Emissions of the greenhouse gas dropped 1.3 percent, to 5,877 million metric tons, as milder weather reduced energy needs, according to an Energy Department report released Wednesday. The last time carbon emissions fell was in 2001, when the U.S. economy slipped into a recession.

Carbon emissions last year fell even as the economy expanded. Carbon intensity – a measure of tons of emissions per dollar of gross domestic product – declined 4.5 percent, the biggest decline since 1990.

“I think it’s great that emissions dipped, but it’s no sign of a long-term trend,” said Eric Schaeffer, director of the Environmental Integrity Project and a former Environmental Protection Agency compliance director. “One season of mild weather isn’t going to change the reality of the looming climate disaster.”

President Bush has rejected calls for mandatory reductions in greenhouse-gas emissions as too costly, instead favoring voluntary targets to decrease carbon intensity.
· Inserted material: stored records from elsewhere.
//! End-to-end: a directory of RON catalogs driving the registry service.

use std::fs;

use registry_core::{ItemId, Payload, PayloadKind};
use registry_service::RegistryService;

use registry_content::{ContentSettings, FileDataSource};

fn write_catalog(dir: &std::path::Path, file: &str, content: &str) {
    fs::write(dir.join(file), content).unwrap();
}

fn weapons_catalog(durability: u32) -> String {
    format!(
        r#"
        ItemCatalog(
            items: [
                ItemDefinition(
                    archetype: "Weapon",
                    name: "Sword",
                    tags: "EQUIPPABLE",
                    max_stack_size: 1,
                    default_payload: Some(Weapon((durability: {durability}, enchant_level: 0))),
                ),
                ItemDefinition(
                    archetype: "Weapon",
                    name: "Axe",
                    tags: "EQUIPPABLE",
                    max_stack_size: 1,
                    default_payload: Some(Weapon((durability: 80, enchant_level: 0))),
                ),
            ],
        )
        "#
    )
}

const POTIONS_CATALOG: &str = r#"
ItemCatalog(
    items: [
        ItemDefinition(
            archetype: "Consumable",
            name: "Elixir",
            tags: "CONSUMABLE | STACKABLE",
            max_stack_size: 16,
            default_payload: Some(Consumable((charges: 3))),
        ),
    ],
)
"#;

fn test_settings(root: &std::path::Path) -> ContentSettings {
    ContentSettings {
        data_source_name: "content-items".to_owned(),
        item_directory: root.join("items"),
        snapshot_directory: root.join("registry"),
        archetype_redirects: Vec::new(),
        name_redirects: Vec::new(),
    }
}

fn start_service(settings: &ContentSettings) -> RegistryService {
    let source = FileDataSource::new(settings);
    let mut service = RegistryService::new(Box::new(source), settings.service_settings());
    service.initialize().unwrap();
    service
}

#[test]
fn directory_scan_builds_the_registry() {
    let root = tempfile::tempdir().unwrap();
    let items = root.path().join("items");
    fs::create_dir_all(&items).unwrap();
    fs::create_dir_all(root.path().join("registry")).unwrap();

    write_catalog(&items, "weapons.ron", &weapons_catalog(100));
    write_catalog(&items, "potions.ron", POTIONS_CATALOG);

    let mut service = start_service(&test_settings(root.path()));

    assert_eq!(service.with_state(|state| state.records_num(None)), 3);
    service.with_state(|state| {
        let sword = state.record(&ItemId::new("Weapon", "Sword")).unwrap();
        assert_eq!(sword.asset_path, "weapons.ron");
        assert_eq!(
            state.default_payload_of(sword).map(Payload::kind),
            Some(PayloadKind::Weapon)
        );

        let elixir = state.record(&ItemId::new("Consumable", "Elixir")).unwrap();
        assert_eq!(elixir.shared.max_stack_size, 16);
    });

    service.deinitialize();
}

#[test]
fn refresh_reconciles_added_and_removed_files() {
    let root = tempfile::tempdir().unwrap();
    let items = root.path().join("items");
    fs::create_dir_all(&items).unwrap();
    fs::create_dir_all(root.path().join("registry")).unwrap();

    write_catalog(&items, "weapons.ron", &weapons_catalog(100));

    let mut service = start_service(&test_settings(root.path()));
    assert_eq!(service.with_state(|state| state.records_num(None)), 2);

    // A new catalog appears and the weapons catalog disappears.
    write_catalog(&items, "potions.ron", POTIONS_CATALOG);
    fs::remove_file(items.join("weapons.ron")).unwrap();

    service.force_refresh(true);

    assert_eq!(service.with_state(|state| state.records_num(None)), 1);
    assert!(
        service.with_state(|state| state.record(&ItemId::new("Consumable", "Elixir")).is_some())
    );
    assert!(service.with_state(|state| state.record(&ItemId::new("Weapon", "Sword")).is_none()));

    service.deinitialize();
}

#[test]
fn pending_refresh_applies_on_flush() {
    let root = tempfile::tempdir().unwrap();
    let items = root.path().join("items");
    fs::create_dir_all(&items).unwrap();
    fs::create_dir_all(root.path().join("registry")).unwrap();

    write_catalog(&items, "weapons.ron", &weapons_catalog(100));

    let mut service = start_service(&test_settings(root.path()));

    write_catalog(&items, "weapons.ron", &weapons_catalog(175));
    service.force_refresh(false);
    assert!(service.is_pending_refresh());

    // Nothing applied yet.
    service.with_state(|state| {
        let sword = state.record(&ItemId::new("Weapon", "Sword")).unwrap();
        assert_eq!(
            state.default_payload_of(sword),
            Some(&Payload::Weapon(registry_core::WeaponPayload {
                durability: 100,
                enchant_level: 0,
            }))
        );
    });

    service.flush_pending_refresh();

    service.with_state(|state| {
        let sword = state.record(&ItemId::new("Weapon", "Sword")).unwrap();
        assert_eq!(
            state.default_payload_of(sword),
            Some(&Payload::Weapon(registry_core::WeaponPayload {
                durability: 175,
                enchant_level: 0,
            }))
        );
    });

    service.deinitialize();
}

#[test]
fn second_session_hydrates_from_development_snapshot() {
    let root = tempfile::tempdir().unwrap();
    let items = root.path().join("items");
    fs::create_dir_all(&items).unwrap();
    fs::create_dir_all(root.path().join("registry")).unwrap();

    write_catalog(&items, "weapons.ron", &weapons_catalog(100));

    let settings = test_settings(root.path());

    {
        let mut service = start_service(&settings);
        service.deinitialize();
    }

    // Even with the content directory gone the snapshot hydrates the
    // second session.
    fs::remove_file(items.join("weapons.ron")).unwrap();
    let mut service = start_service(&settings);

    assert_eq!(service.with_state(|state| state.records_num(None)), 2);
    service.deinitialize();
}

#[test]
fn duplicate_ids_across_catalogs_fail_initialization() {
    let root = tempfile::tempdir().unwrap();
    let items = root.path().join("items");
    fs::create_dir_all(&items).unwrap();
    fs::create_dir_all(root.path().join("registry")).unwrap();

    // Both catalogs declare Weapon:Sword.
    write_catalog(&items, "weapons.ron", &weapons_catalog(100));
    write_catalog(
        &items,
        "more_weapons.ron",
        r#"
        ItemCatalog(
            items: [
                ItemDefinition(
                    archetype: "Weapon",
                    name: "Sword",
                    tags: "EQUIPPABLE",
                    max_stack_size: 1,
                ),
            ],
        )
        "#,
    );

    let settings = test_settings(root.path());
    let source = FileDataSource::new(&settings);
    let mut service = RegistryService::new(Box::new(source), settings.service_settings());

    let err = service.initialize().unwrap_err();
    let message = err.to_string();
    assert!(message.contains("Weapon:Sword"));
    assert!(message.contains("weapons.ron"));
}

#[test]
fn malformed_catalog_fails_initialization_with_context() {
    let root = tempfile::tempdir().unwrap();
    let items = root.path().join("items");
    fs::create_dir_all(&items).unwrap();
    fs::create_dir_all(root.path().join("registry")).unwrap();

    write_catalog(&items, "broken.ron", "ItemCatalog(items: [");

    let settings = test_settings(root.path());
    let source = FileDataSource::new(&settings);
    let mut service = RegistryService::new(Box::new(source), settings.service_settings());

    let err = service.initialize().unwrap_err();
    assert!(err.to_string().contains("broken.ron"));
}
Sixteen Western and Northeast states have joined two regional programs to reduce gases that cause global warming under a cap and trade system.

Residential carbon emissions slipped 3.7 percent as heating-degree days, a measure of cold weather, declined 7.4 percent and cooling-degree days fell 1 percent. Since 1990, residential emissions have increased an average of 1.4 percent a year.

Industrial carbon releases related to energy use were down 1.2 percent even as output among aluminum, chemical and other manufacturers rose 3.9 percent, the report said.

In the transportation sector, increases in carbon emissions from gasoline and diesel fuel were more than offset by declines from other petroleum-based fuels.

Higher production of renewable power sources such as wind, landfill gas and hydroelectric dams, contributed to a 2 percent decline in carbon emissions from power plants.

Still, U.S. utilities plan to expand use of coal, the largest source of carbon emissions per British thermal units, to 57 percent of total power supplies by 2030, the agency said. That will boost heat-trapping gases by 44 percent, or 1.1 billion tons – the equivalent of adding 200 million cars on the road.

“The decrease last year is nothing compared to the whopping increases the EIA is forecasting,” Schaeffer said.